Image sensors

Image sensors build on the brilliance of Bayer

Invented in 1976 by Bryce Bayer, the Bayer filter is perhaps the most well-known color filter arrays currently in use.
March 13, 2014
4 min read

Andrew Wilson, Editor

Invented in 1976 by Bryce Bayer, the Bayer filter is perhaps the most well-known color filter arrays currently in use. Elegant in its simplicity, the well–known filter uses an array of RGB filters placed on a sensor array to allow image sensors to create color images. By using twice as many green as red or blue filter elements, the filter array was designed to more accurately emulate the physiology of the human eye since the eye is more sensitive to green wavelengths (Figure 1a).

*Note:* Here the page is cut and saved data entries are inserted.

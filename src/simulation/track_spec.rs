//! Track description as it is stored on disk
//!
//! Nodes and edges are addressed by their position in the two tables. The
//! description is checked and turned into a [`TrackGraph`] by
//! [`TrackGraph::load`].
//!
//! [`TrackGraph`]: super::TrackGraph
//! [`TrackGraph::load`]: super::TrackGraph::load

use serde::Deserialize;

use super::error::ConfigError;
use super::types::{NodeKind, Position, SwitchDirection};

/// One node row of the track table
#[derive(Debug, Clone, PartialEq, Deserialize)]
pub struct NodeSpec {
    pub name: String,
    pub kind: NodeKind,
    #[serde(default)]
    pub num: Option<u8>,
    /// Index of the node at the same spot facing the other way
    pub reverse: usize,
    #[serde(default)]
    pub x: f64,
    #[serde(default)]
    pub y: f64,
}

/// One edge row of the track table
#[derive(Debug, Clone, PartialEq, Deserialize)]
pub struct EdgeSpec {
    pub src: usize,
    pub dest: usize,
    /// Which outgoing slot of `src` this edge fills
    #[serde(default)]
    pub slot: SwitchDirection,
    pub length_mm: u32,
    /// Index of the edge covering the same track the other way
    pub reverse: usize,
}

/// The whole track table
#[derive(Debug, Clone, Default, PartialEq, Deserialize)]
pub struct TrackSpec {
    pub nodes: Vec<NodeSpec>,
    pub edges: Vec<EdgeSpec>,
}

impl TrackSpec {
    pub fn new() -> Self {
        Self::default()
    }

    pub fn from_json(text: &str) -> Result<Self, ConfigError> {
        Ok(serde_json::from_str(text)?)
    }

    /// Adds a node and its reverse twin at the same spot.
    /// Returns `(forward, reverse)` indices.
    pub fn add_node_pair(
        &mut self,
        (name, num): (&str, Option<u8>),
        (reverse_name, reverse_num): (&str, Option<u8>),
        kind: NodeKind,
        at: Position,
    ) -> (usize, usize) {
        let forward = self.nodes.len();
        let reverse = forward + 1;
        self.nodes.push(NodeSpec {
            name: name.to_string(),
            kind,
            num,
            reverse,
            x: at.x,
            y: at.y,
        });
        self.nodes.push(NodeSpec {
            name: reverse_name.to_string(),
            kind: kind.reverse_kind(),
            num: reverse_num,
            reverse: forward,
            x: at.x,
            y: at.y,
        });
        (forward, reverse)
    }

    /// Lays track from `src` to `dest` along with the matching reverse edge
    /// from `reverse(dest)` to `reverse(src)`.
    /// Returns `(forward, reverse)` edge indices.
    ///
    /// Both nodes must already exist.
    pub fn connect(
        &mut self,
        src: usize,
        slot: SwitchDirection,
        dest: usize,
        reverse_slot: SwitchDirection,
        length_mm: u32,
    ) -> (usize, usize) {
        let forward = self.edges.len();
        let reverse = forward + 1;
        self.edges.push(EdgeSpec {
            src,
            dest,
            slot,
            length_mm,
            reverse,
        });
        self.edges.push(EdgeSpec {
            src: self.nodes[dest].reverse,
            dest: self.nodes[src].reverse,
            slot: reverse_slot,
            length_mm,
            reverse: forward,
        });
        (forward, reverse)
    }

    /// A small oval with one passing siding.
    ///
    /// ```text
    ///            A3/A4 (main, 200 + 400)
    /// A1 -> BR1 <                        > MR2 -> A1   (500)
    ///   300      A5/A6 (siding, 250 + 450)
    /// ```
    ///
    /// Switch 0 (BR1) splits the loop and switch 1 (BR2) splits it again
    /// for trains running the other way. These are the two switches a
    /// controller can address (opcodes 0x21 and 0x22). Sensors are A1..A6
    /// (numbers 0..5).
    pub fn demo_loop() -> Self {
        use NodeKind::*;
        use SwitchDirection::*;

        let mut spec = TrackSpec::new();
        let (a1, _a2) = spec.add_node_pair(
            ("A1", Some(0)),
            ("A2", Some(1)),
            Sensor,
            Position::new(0.0, 0.0),
        );
        let (br1, _mr1) = spec.add_node_pair(
            ("BR1", Some(0)),
            ("MR1", Some(0)),
            Branch,
            Position::new(300.0, 0.0),
        );
        let (a3, _a4) = spec.add_node_pair(
            ("A3", Some(2)),
            ("A4", Some(3)),
            Sensor,
            Position::new(500.0, 0.0),
        );
        let (a5, _a6) = spec.add_node_pair(
            ("A5", Some(4)),
            ("A6", Some(5)),
            Sensor,
            Position::new(500.0, 250.0),
        );
        let (mr2, _br2) = spec.add_node_pair(
            ("MR2", Some(1)),
            ("BR2", Some(1)),
            Merge,
            Position::new(900.0, 0.0),
        );

        spec.connect(a1, Straight, br1, Straight, 300);
        spec.connect(br1, Straight, a3, Straight, 200);
        spec.connect(br1, Curved, a5, Straight, 250);
        spec.connect(a3, Straight, mr2, Straight, 400);
        spec.connect(a5, Straight, mr2, Curved, 450);
        spec.connect(mr2, Straight, a1, Straight, 500);
        spec
    }

    /// A dead-ended stretch: EN1 -> C1 -> EX2, with C2 on the way back.
    pub fn demo_line() -> Self {
        use NodeKind::*;
        use SwitchDirection::*;

        let mut spec = TrackSpec::new();
        let (en1, _ex1) = spec.add_node_pair(
            ("EN1", None),
            ("EX1", None),
            Enter,
            Position::new(0.0, 0.0),
        );
        let (c1, _c2) = spec.add_node_pair(
            ("C1", Some(32)),
            ("C2", Some(33)),
            Sensor,
            Position::new(100.0, 0.0),
        );
        let (_en2, ex2) = spec.add_node_pair(
            ("EN2", None),
            ("EX2", None),
            Enter,
            Position::new(200.0, 0.0),
        );

        spec.connect(en1, Straight, c1, Straight, 100);
        spec.connect(c1, Straight, ex2, Straight, 100);
        spec
    }
}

Click to EnlargeFigure 1: (a) While the well-known Bayer color filter array uses a 2 x 2 array of repeatable RGB filters, variations such as (b) Truesense's Truesense CFA adds panchromatic (or clear - C) pixels, while (c) Aptina eliminates the green filter using just R, B and clear (C) pixels interpreting the G by subtracting R and B values from C. (d) In its latest X-Trans CMOS imagers, Fujifilm has chosen to increase the randomness of the arrangement of pixels in 6 x 6 sets while (e) Panasonic has patented a method that replaces these color filters with inorganic color splitters.

Despite its popularity, the Bayer filter pattern represents just one method of producing color images. Indeed, in the near four decades since its invention, many other different filter patters have been proposed, each with their distinct advantages and disadvantages.

One variation on the Bayer pattern is the Truesense color filter pattern from Truesense Imaging (Rochester, NY; USA; www.truesenseimaging.com) that adds panchromatic (or clear - C) pixels to the RGB pixels (Figure 1b). This increase in light sensitivity is traded for the resultant lower resolution of interpolated color pixels resolved using demosaicing algorithms.

Truesense is not the only company that has spurred renewed interest in the use of panchromatic pixels. Aptina (San Jose, CA; www.aptina.com), for example has recently introduced what the company calls a Clarity+ color filter array (CFA) pattern that uses a combination of red, blue and clear (C) pixels (Figure 1c). Unlike the Truesense CFA, however, no green filters are used. Instead the green value is determined through a subtraction of R and B from C. According to Aptina, using the same number of C pixels as other 50% C schemes, the same SNR improvement can be achieved but because G is determined through a subtraction, there is a tendency to amplify noise in the conversion to the standard RGB representation. This, the company says, is compensated for by image processing algorithms that are part of the Clarity+ technology (http://bit.ly/LGXEUj).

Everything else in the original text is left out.